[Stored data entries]
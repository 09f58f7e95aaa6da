//! Transport header negotiation (RFC 2326 §12.39).
//!
//! SETUP carries the client's transport proposal; the session parses it,
//! decides UDP vs interleaved TCP, and formats the reply. No sockets are
//! bound here — media delivery is outside the core.

/// Lower transport carrying the media.
#[derive(Debug, Clone, Copy, PartialEq, Eq)]
pub enum TransportProtocol {
    /// `RTP/AVP` or `RTP/AVP/UDP`: media on separate UDP ports.
    Udp,
    /// `RTP/AVP/TCP`: media interleaved into the control connection.
    Tcp,
}

/// Parsed client-side `Transport` header.
///
/// ```text
/// Transport: RTP/AVP;unicast;client_port=8000-8001
/// Transport: RTP/AVP/TCP;unicast;interleaved=0-1;mode=record
/// ```
#[derive(Debug, Clone)]
pub struct TransportHeader {
    pub protocol: TransportProtocol,
    /// Client's `client_port=RTP-RTCP` pair (UDP).
    pub client_ports: Option<(u16, u16)>,
    /// Client's `interleaved=RTP-RTCP` channel pair (TCP).
    pub interleaved: Option<(u8, u8)>,
    /// `mode=record` was present (record path SETUP).
    pub record: bool,
}

impl TransportHeader {
    /// Parse the `Transport` header value. Returns `None` when the profile
    /// token is missing or no usable port/channel information is present.
    pub fn parse(header: &str) -> Option<Self> {
        let mut parts = header.split(';').map(str::trim);

        let protocol = match parts.next()? {
            "RTP/AVP" | "RTP/AVP/UDP" => TransportProtocol::Udp,
            "RTP/AVP/TCP" => TransportProtocol::Tcp,
            _ => return None,
        };

        let mut client_ports = None;
        let mut interleaved = None;
        let mut record = false;

        for part in parts {
            if let Some(ports) = part.strip_prefix("client_port=") {
                client_ports = parse_pair::<u16>(ports);
            } else if let Some(channels) = part.strip_prefix("interleaved=") {
                interleaved = parse_pair::<u8>(channels);
            } else if let Some(mode) = part.strip_prefix("mode=") {
                record = mode.trim_matches('"').eq_ignore_ascii_case("record");
            }
        }

        match protocol {
            TransportProtocol::Udp if client_ports.is_none() => return None,
            TransportProtocol::Tcp if interleaved.is_none() => return None,
            _ => {}
        }

        Some(TransportHeader {
            protocol,
            client_ports,
            interleaved,
            record,
        })
    }

    /// Format the server's `Transport` reply. UDP replies echo the client
    /// ports and advertise the allocated server pair; TCP replies echo the
    /// interleaved channel pair.
    pub(crate) fn reply_value(&self, server_ports: Option<(u16, u16)>) -> String {
        match self.protocol {
            TransportProtocol::Udp => {
                let (rtp, rtcp) = self.client_ports.unwrap_or((0, 0));
                match server_ports {
                    Some((srtp, srtcp)) => format!(
                        "RTP/AVP;unicast;client_port={}-{};server_port={}-{}",
                        rtp, rtcp, srtp, srtcp
                    ),
                    None => format!("RTP/AVP;unicast;client_port={}-{}", rtp, rtcp),
                }
            }
            TransportProtocol::Tcp => {
                let (rtp, rtcp) = self.interleaved.unwrap_or((0, 1));
                format!("RTP/AVP/TCP;unicast;interleaved={}-{}", rtp, rtcp)
            }
        }
    }
}

fn parse_pair<T: std::str::FromStr + Copy>(value: &str) -> Option<(T, T)> {
    let (a, b) = value.split_once('-')?;
    Some((a.trim().parse().ok()?, b.trim().parse().ok()?))
}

- [TASK DETAILS] Nothing but a number should be given: the count of lines above that hold "echo".

- [THE COMPLETED TASK] 2